HUMAN RIGHTS TRIBUNAL OF ONTARIO
B E T W E E N:
Jaime Castellanos Applicant
-and-
Guise Street Housing Co-operative Inc., Dave Smart, John Turford, Debbie Schrader, Andrew Hoekstra, Wayne Stewart, Alan Skinner, Judy Skinner and Dale Unsworth Respondents
INTERIM DECISION
Adjudicator: Eric Whist Date: July 30, 2009 Citation: 2009 HRTO 1174 Indexed as: Castellanos v. Guise Street Housing Co-operative
1The applicant filed an Application under section 34 of Part IV of the Human Rights Code, R.S.O. 1990, c. H.19, as amended (the “Code”), on December 23, 2008. The applicant alleges discrimination in housing based on race, place of origin, citizenship, family status, association with a person identified by a ground under the Code and reprisal. This Interim Decision deals with a request from the respondents for an early dismissal of the Application or, in the alternative, a deferral.
Dismissal
2The respondents indicate in their Response that they are seeking a dismissal of the Application on the grounds that another proceeding has dealt with the substance of the Application in whole or in part.

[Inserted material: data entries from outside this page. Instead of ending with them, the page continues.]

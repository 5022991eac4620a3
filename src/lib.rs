//! # Trellis: a mutable workflow graph engine
//!
//! Trellis manages directed graphs of computational units ("nodes") linked
//! by typed, indexed ports, and schedules them for execution as their
//! upstream data becomes available. The engine owns graph structure and
//! scheduling state; what a node computes is defined entirely by the
//! [`Node`](node::Node) contract implementor.
//!
//! ## Core concepts
//!
//! - **Node**: the external computational unit; defines its own readiness
//!   predicate and execute/cancel behavior.
//! - **NodeContainer**: the scheduler-visible wrapper holding a node plus
//!   its execution state machine.
//! - **ConnectionContainer**: a directed edge between a specific out-port
//!   and a specific in-port.
//! - **WorkflowManager**: one scope of the (possibly nested) graph; owns
//!   its nodes, connections and id counters, validates every mutation,
//!   and drives readiness propagation.
//!
//! ## Quick start
//!
//! ```
//! use trellis::manager::WorkflowManager;
//! use trellis::node::{Node, NodeStatus};
//! use trellis::containers::NodeState;
//!
//! struct SourceNode;
//!
//! impl Node for SourceNode {
//!     fn name(&self) -> &str {
//!         "source"
//!     }
//!     fn is_executable(&self) -> bool {
//!         true
//!     }
//!     fn is_executed(&self) -> bool {
//!         false
//!     }
//!     fn nr_in_ports(&self) -> usize {
//!         0
//!     }
//!     fn nr_out_ports(&self) -> usize {
//!         1
//!     }
//!     fn is_data_in_port(&self, _port: usize) -> bool {
//!         true
//!     }
//!     fn is_data_out_port(&self, _port: usize) -> bool {
//!         true
//!     }
//!     fn execute(&self) {}
//!     fn cancel_execution(&self) {}
//! }
//!
//! let manager = WorkflowManager::new();
//! let node = manager.add_node(Box::new(SourceNode));
//!
//! // mark the graph, then poll for work like an executor would
//! manager.start_execution(false);
//! let claimed = manager.get_next_executable_node().unwrap();
//! assert_eq!(claimed.id(), node.id());
//! assert_eq!(claimed.state(), NodeState::WaitingForExecution);
//!
//! // the executor reports progress back through the container
//! claimed.notify_state_changed(NodeStatus::StartExecute);
//! claimed.notify_state_changed(NodeStatus::EndExecute);
//! ```
//!
//! ## Module guide
//!
//! - [`manager`] - Graph scopes: mutation, scheduling, persistence
//! - [`containers`] - Node and connection wrappers
//! - [`node`] - The node contract and lifecycle notifications
//! - [`events`] - Workflow events and the listener boundary
//! - [`settings`] - Nested key/value settings trees
//! - [`error`] - Error types
//! - [`telemetry`] - Tracing bootstrap

pub mod containers;
pub mod error;
pub mod events;
pub mod manager;
pub mod node;
pub mod settings;
pub mod telemetry;
pub mod types;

The proceeding in question is a civil action for libel initiated against the applicant by the institutional respondent, Guise Street Housing Co-operative; one of the personal respondents, Dave Smart; and the Golden Horseshoe Co-operative Housing Federation. The statement of claim in this action argues that two letters written by the applicant and widely distributed are defamatory. Many, although not all, of the alleged defamatory passages in these letters are ones in which the applicant describes the plaintiffs’ actions as discriminatory, racist or as having violated the Code.
3The applicant opposes the request to dismiss arguing that the civil action is a retaliatory measure that was undertaken when the respondents learned that he was in contact with the Ontario Human Rights Commission.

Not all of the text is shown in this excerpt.